(Records from a dataset)

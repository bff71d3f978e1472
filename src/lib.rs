//! olrpc - JSON-RPC 2.0 request lifecycle for mailbox operations
//!
//! This is the convenience crate that re-exports the olrpc sub-crates.
//!
//! # Architecture
//!
//! - **olrpc-core**: Envelopes, codec, error taxonomy, severity, observability
//! - **olrpc-server**: Session, schema catalog, validation, routing, error
//!   handling and the stdio transport
//!
//! # Quick Start
//!
//! ```rust,no_run
//! use olrpc::MailboxServer;
//! use olrpc::server::from_fn;
//!
//! #[tokio::main]
//! async fn main() -> Result<(), Box<dyn std::error::Error>> {
//!     let server = MailboxServer::builder()
//!         .handler("get_folders", from_fn(|_| async {
//!             Ok(serde_json::json!([{"name": "Inbox"}]))
//!         }))
//!         .build()?;
//!
//!     server.serve_stdio().await?;
//!     Ok(())
//! }
//! ```

pub use olrpc_core as core;
pub use olrpc_server as server;

pub use olrpc_core::{Error, ErrorKind, Result, Severity};
pub use olrpc_server::{MailboxServer, SchemaCatalog, ServerBuilder};
//! Router for mailbox methods
//!
//! The router owns the method table and the schema catalog the validator
//! reads. Routing a call looks up the handler, validates and resolves the
//! parameters against the method's schema, then runs the handler.
//!
//! # Thread Safety
//!
//! Routers are cheaply cloneable (`Arc`-based). Registration uses
//! copy-on-write, so a router is effectively immutable once shared.
//!
//! # Examples
//!
//! ```rust
//! use olrpc_server::{Router, from_fn};
//!
//! let mut router = Router::mailbox();
//! router
//!     .register_handler("get_folders", from_fn(|_| async {
//!         Ok(serde_json::json!([{"name": "Inbox"}]))
//!     }))
//!     .unwrap();
//! assert!(router.has_method("get_folders"));
//! ```

use crate::handler::Handler;
use crate::schema::{MethodSchema, SchemaCatalog};
use crate::validator;
use olrpc_core::{Error, JsonRpcRequest, Params, Result};
use serde_json::Value;
use std::collections::HashMap;
use std::sync::Arc;

/// Maps method names to handlers and validates their parameters
#[derive(Clone)]
pub struct Router {
    handlers: Arc<HashMap<String, Arc<dyn Handler>>>,
    catalog: Arc<SchemaCatalog>,
}

impl Router {
    /// Create an empty router with an empty catalog
    pub fn new() -> Self {
        Self::with_catalog(SchemaCatalog::new())
    }

    /// Create a router whose parameters are validated against `catalog`
    pub fn with_catalog(catalog: SchemaCatalog) -> Self {
        Self {
            handlers: Arc::new(HashMap::new()),
            catalog: Arc::new(catalog),
        }
    }

    /// Create a router over the mailbox catalog, with no handlers yet
    pub fn mailbox() -> Self {
        Self::with_catalog(SchemaCatalog::mailbox())
    }

    /// Register a handler, replacing any previous one for the method
    ///
    /// # Errors
    ///
    /// `Error::InvalidRequest` when `method` is empty.
    pub fn register_handler(&mut self, method: impl Into<String>, handler: Box<dyn Handler>) -> Result<()> {
        let method = method.into();
        if method.trim().is_empty() {
            return Err(Error::InvalidRequest("Method name cannot be empty".into()));
        }
        if !self.catalog.iter().any(|m| m.name == method) {
            tracing::debug!(method = %method, "handler registered without a schema");
        }
        let handlers = Arc::make_mut(&mut self.handlers);
        if handlers.insert(method.clone(), Arc::from(handler)).is_some() {
            tracing::debug!(method = %method, "handler replaced");
        }
        Ok(())
    }

    /// Register a schema and its handler together
    pub fn register_method(&mut self, schema: MethodSchema, handler: Box<dyn Handler>) -> Result<()> {
        let method = schema.name.clone();
        Arc::make_mut(&mut self.catalog).insert(schema);
        self.register_handler(method, handler)
    }

    /// Remove a handler; its schema stays in the catalog
    pub fn unregister(&mut self, method: &str) -> bool {
        Arc::make_mut(&mut self.handlers).remove(method).is_some()
    }

    /// Get a handler for a method
    pub fn get(&self, method: &str) -> Option<Arc<dyn Handler>> {
        self.handlers.get(method).cloned()
    }

    /// Check if a method has a handler
    pub fn has_method(&self, method: &str) -> bool {
        self.handlers.contains_key(method)
    }

    /// Registered method names, sorted
    pub fn methods(&self) -> Vec<String> {
        let mut methods: Vec<String> = self.handlers.keys().cloned().collect();
        methods.sort_unstable();
        methods
    }

    /// The schema declared for a method
    pub fn schema(&self, method: &str) -> Option<&MethodSchema> {
        self.catalog.get(method)
    }

    /// The catalog parameters are validated against
    pub fn catalog(&self) -> &Arc<SchemaCatalog> {
        &self.catalog
    }

    /// Validate and resolve parameters for a method
    ///
    /// Methods without a schema accept their parameters unchanged.
    pub fn validate_params(&self, method: &str, params: &Params) -> Result<Params> {
        match self.catalog.get(method) {
            Some(schema) => validator::validate_params(schema, params),
            None => Ok(params.clone()),
        }
    }

    /// Route a request envelope
    pub async fn route_request(&self, request: &JsonRpcRequest) -> Result<Value> {
        self.route(request.method(), request.params()).await
    }

    /// Route a method call to its handler
    ///
    /// # Errors
    ///
    /// - `Error::MethodNotFound` listing the registered methods
    /// - `Error::Validation` when the parameters fail their schema
    /// - whatever the handler returns, unchanged
    pub async fn route(&self, method: &str, params: &Params) -> Result<Value> {
        let handler = self.get(method).ok_or_else(|| Error::MethodNotFound {
            method: method.to_string(),
            available: self.methods(),
        })?;

        let validated = self.validate_params(method, params)?;
        tracing::debug!(method = %method, "dispatching to handler");
        handler.handle(validated).await
    }
}

impl Default for Router {
    fn default() -> Self {
        Self::new()
    }
}

/// Builder for constructing a router
pub struct RouterBuilder {
    router: Router,
    error: Option<Error>,
}

impl RouterBuilder {
    /// Start from an empty catalog
    pub fn new() -> Self {
        Self {
            router: Router::new(),
            error: None,
        }
    }

    /// Start from `catalog`
    pub fn with_catalog(catalog: SchemaCatalog) -> Self {
        Self {
            router: Router::with_catalog(catalog),
            error: None,
        }
    }

    /// Add a handler for a method
    pub fn handler(mut self, method: impl Into<String>, handler: Box<dyn Handler>) -> Self {
        if let Err(e) = self.router.register_handler(method, handler) {
            self.error.get_or_insert(e);
        }
        self
    }

    /// Add a schema and its handler
    pub fn method(mut self, schema: MethodSchema, handler: Box<dyn Handler>) -> Self {
        if let Err(e) = self.router.register_method(schema, handler) {
            self.error.get_or_insert(e);
        }
        self
    }

    /// Build the router, reporting the first registration failure
    pub fn build(self) -> Result<Router> {
        match self.error {
            Some(e) => Err(e),
            None => Ok(self.router),
        }
    }
}

impl Default for RouterBuilder {
    fn default() -> Self {
        Self::new()
    }
}

#[cfg(test)]
mod tests {
    use super::*;
    use crate::handler::from_fn;
    use crate::schema::ParamSpec;
    use serde_json::json;

    fn params(value: Value) -> Params {
        value.as_object().cloned().unwrap()
    }

    fn echo() -> Box<dyn Handler> {
        from_fn(|p: Params| async move { Ok(Value::Object(p)) })
    }

    #[tokio::test]
    async fn test_router_basic() {
        let mut router = Router::mailbox();
        router
            .register_handler("get_folders", from_fn(|_| async { Ok(json!(["Inbox"])) }))
            .unwrap();

        assert!(router.has_method("get_folders"));
        assert!(!router.has_method("list_emails"));

        let result = router.route("get_folders", &Params::new()).await.unwrap();
        assert_eq!(result, json!(["Inbox"]));
    }

    #[tokio::test]
    async fn test_method_not_found_lists_available() {
        let router = RouterBuilder::with_catalog(SchemaCatalog::mailbox())
            .handler("list_emails", echo())
            .handler("get_email", echo())
            .build()
            .unwrap();

        let err = router.route("delete_email", &Params::new()).await.unwrap_err();
        match err {
            Error::MethodNotFound { method, available } => {
                assert_eq!(method, "delete_email");
                assert_eq!(available, vec!["get_email", "list_emails"]);
            }
            other => panic!("unexpected error: {other:?}"),
        }
    }

    #[tokio::test]
    async fn test_missing_email_id_is_reported() {
        let router = RouterBuilder::with_catalog(SchemaCatalog::mailbox())
            .handler("get_email", echo())
            .build()
            .unwrap();

        let err = router.route("get_email", &Params::new()).await.unwrap_err();
        assert!(matches!(err, Error::Validation { .. }));
        assert!(err.to_string().contains("email_id"));
    }

    #[tokio::test]
    async fn test_limit_above_maximum() {
        let router = RouterBuilder::with_catalog(SchemaCatalog::mailbox())
            .handler("list_emails", echo())
            .build()
            .unwrap();

        let err = router
            .route("list_emails", &params(json!({"limit": 5000})))
            .await
            .unwrap_err();
        assert!(err.to_string().contains("1000"));
    }

    #[tokio::test]
    async fn test_handler_receives_resolved_params() {
        let router = RouterBuilder::with_catalog(SchemaCatalog::mailbox())
            .handler("search_emails", echo())
            .build()
            .unwrap();

        let result = router
            .route("search_emails", &params(json!({"query": "  budget "})))
            .await
            .unwrap();
        assert_eq!(result, json!({"query": "budget", "limit": 50}));
    }

    #[tokio::test]
    async fn test_handler_errors_propagate_unchanged() {
        let router = RouterBuilder::with_catalog(SchemaCatalog::mailbox())
            .handler(
                "get_email",
                from_fn(|_| async { Err(Error::PermissionDenied("mailbox locked".into())) }),
            )
            .build()
            .unwrap();

        let err = router
            .route("get_email", &params(json!({"email_id": "m1"})))
            .await
            .unwrap_err();
        assert!(matches!(err, Error::PermissionDenied(ref m) if m == "mailbox locked"));
    }

    #[tokio::test]
    async fn test_register_method_adds_schema() {
        let mut router = Router::new();
        router
            .register_method(
                MethodSchema::new("mark_read", "Mark a message as read")
                    .param(ParamSpec::integer("count", "How many", 1, 10)),
                echo(),
            )
            .unwrap();

        assert!(router.schema("mark_read").is_some());
        assert!(router.route("mark_read", &params(json!({"count": 11}))).await.is_err());
        assert!(router.route("mark_read", &params(json!({"count": 3}))).await.is_ok());
    }

    #[test]
    fn test_empty_method_name_rejected() {
        let mut router = Router::new();
        assert!(router.register_handler("", echo()).is_err());
        assert!(RouterBuilder::new().handler("  ", echo()).build().is_err());
    }

    #[test]
    fn test_overwrite_and_unregister() {
        let mut router = Router::mailbox();
        router.register_handler("get_folders", echo()).unwrap();
        router.register_handler("get_folders", echo()).unwrap();
        assert_eq!(router.methods(), vec!["get_folders"]);

        assert!(router.unregister("get_folders"));
        assert!(!router.unregister("get_folders"));
        assert!(router.schema("get_folders").is_some());
    }

    #[test]
    fn test_validate_params_without_schema_passes_through() {
        let router = Router::new();
        let p = params(json!({"anything": 1}));
        assert_eq!(router.validate_params("custom", &p).unwrap(), p);
    }
}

▶ _PROBLEM REQUIREMENTS_: Would you copy out every line in the records that includes the string "MethodNotFound"?

▶ _ANSWER SPACE_:
    /// - `Error::MethodNotFound` listing the registered methods
        let handler = self.get(method).ok_or_else(|| Error::MethodNotFound {
            Error::MethodNotFound { method, available } => {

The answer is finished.